The surge in cases — coupled with concerns about treatment raised by patients like Troughton — have gained the attention of Colorado lawmakers and mental health advocates. A leading Democrat in the state Senate has introduced legislation in recent weeks that seeks both to prevent eating disorders from developing and to regulate the treatment that’s provided when that prevention fails. The two bills — one to establish a statewide office of disordered eating prevention, the other to limit the availability of diet pills and to better oversee medical practices — are unique in the country, several local and national experts told the Denver Post.
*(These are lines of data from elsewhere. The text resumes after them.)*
//! Wire types exchanged with the glamping back-office REST API.
//!
//! Field names follow the API's camelCase JSON. Calendar dates are always
//! ISO `YYYY-MM-DD` strings without a time-of-day component.

use serde::{Deserialize, Serialize};

/// Machine-readable failure class attached to an unsuccessful response.
///
/// Older API deployments omit it; callers must classify such responses by
/// HTTP status and the other structured fields instead.
#[derive(Clone, Copy, Debug, PartialEq, Eq, Serialize, Deserialize)]
#[serde(rename_all = "snake_case")]
pub enum ErrorKind {
    /// The request itself was malformed (bad dates, missing fields).
    Validation,
    /// The request was well formed but collides with existing bookings.
    Conflict,
    #[serde(other)]
    Other,
}

pub mod glamp {
    use super::*;

    #[derive(Clone, Debug, Serialize, Deserialize)]
    #[serde(rename_all = "camelCase")]
    pub struct Glamp {
        pub id: String,
        pub name: String,
        /// Nightly rate in major units (e.g. `250` or `249.90`).
        pub price_per_night: serde_json::Number,
        #[serde(default)]
        pub capacity: Option<u32>,
    }

    #[derive(Debug, Serialize, Deserialize)]
    pub struct GlampListResponse {
        pub success: bool,
        #[serde(default)]
        pub data: Vec<Glamp>,
        pub error: Option<String>,
    }
}

pub mod availability {
    use chrono::NaiveDate;

    use super::*;

    /// Query string of `GET /availability`.
    #[derive(Debug, Serialize, Deserialize)]
    #[serde(rename_all = "camelCase")]
    pub struct AvailabilityQuery {
        pub unit_id: String,
        pub check_in: NaiveDate,
        pub check_out: NaiveDate,
    }

    /// `success = false` means the query was rejected, not that the dates
    /// are taken. Only `available = Some(false)` on a successful response
    /// reports unavailability.
    #[derive(Debug, Serialize, Deserialize)]
    #[serde(rename_all = "camelCase")]
    pub struct AvailabilityResponse {
        pub success: bool,
        pub available: Option<bool>,
        pub error: Option<String>,
        pub error_kind: Option<ErrorKind>,
    }
}

pub mod booking {
    use std::collections::BTreeMap;

    use chrono::NaiveDate;

    use super::*;

    /// Request body of `POST /bookings`.
    #[derive(Debug, Clone, PartialEq, Eq, Serialize, Deserialize)]
    #[serde(rename_all = "camelCase")]
    pub struct BookingNew {
        pub glamp_id: String,
        pub check_in_date: NaiveDate,
        pub check_out_date: NaiveDate,
        pub guests: u32,
        pub customer_name: String,
        pub customer_email: String,
        pub customer_phone: String,
        #[serde(skip_serializing_if = "Option::is_none")]
        pub special_requests: Option<String>,
        #[serde(skip_serializing_if = "Option::is_none")]
        pub add_ons: Option<Vec<String>>,
    }

    #[derive(Debug, Serialize, Deserialize)]
    pub struct BookingCreated {
        pub id: String,
    }

    #[derive(Debug, Serialize, Deserialize)]
    #[serde(rename_all = "camelCase")]
    pub struct BookingResponse {
        pub success: bool,
        pub data: Option<BookingCreated>,
        pub error: Option<String>,
        pub error_kind: Option<ErrorKind>,
        /// Per-field messages keyed by the request's wire field names
        /// (`customerEmail`, `checkInDate`, ...).
        #[serde(default)]
        pub fields: BTreeMap<String, String>,
    }
}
Their introduction, those experts said, signal an increased focus on a long-neglected and stigmatized disease that is among the deadliest mental illnesses.

The diseases — like anorexia and bulimia — are often portrayed as physical diseases affecting teen girls and models. While women and LGBT people are more commonly affected, men and boys are vulnerable, too, and often go undiagnosed. Six former patients who spoke to the Denver Post described their condition as psychologically torturous and all-consuming, often born of a desire for control, a response to trauma or a trigger point around weight or healthy eating. Hagman said the diseases can be enduring and as severe as schizophrenia, and they often develop hand-in-hand with anxiety and depression.

“It’s like being held hostage,” said Sarah Staron, who struggled with an eating disorder for a decade. She’s now the policy coordinator for the advocacy group Young Invincibles, which is supporting the legislation. “By yourself, by society or by the plate of food that’s in front of you.”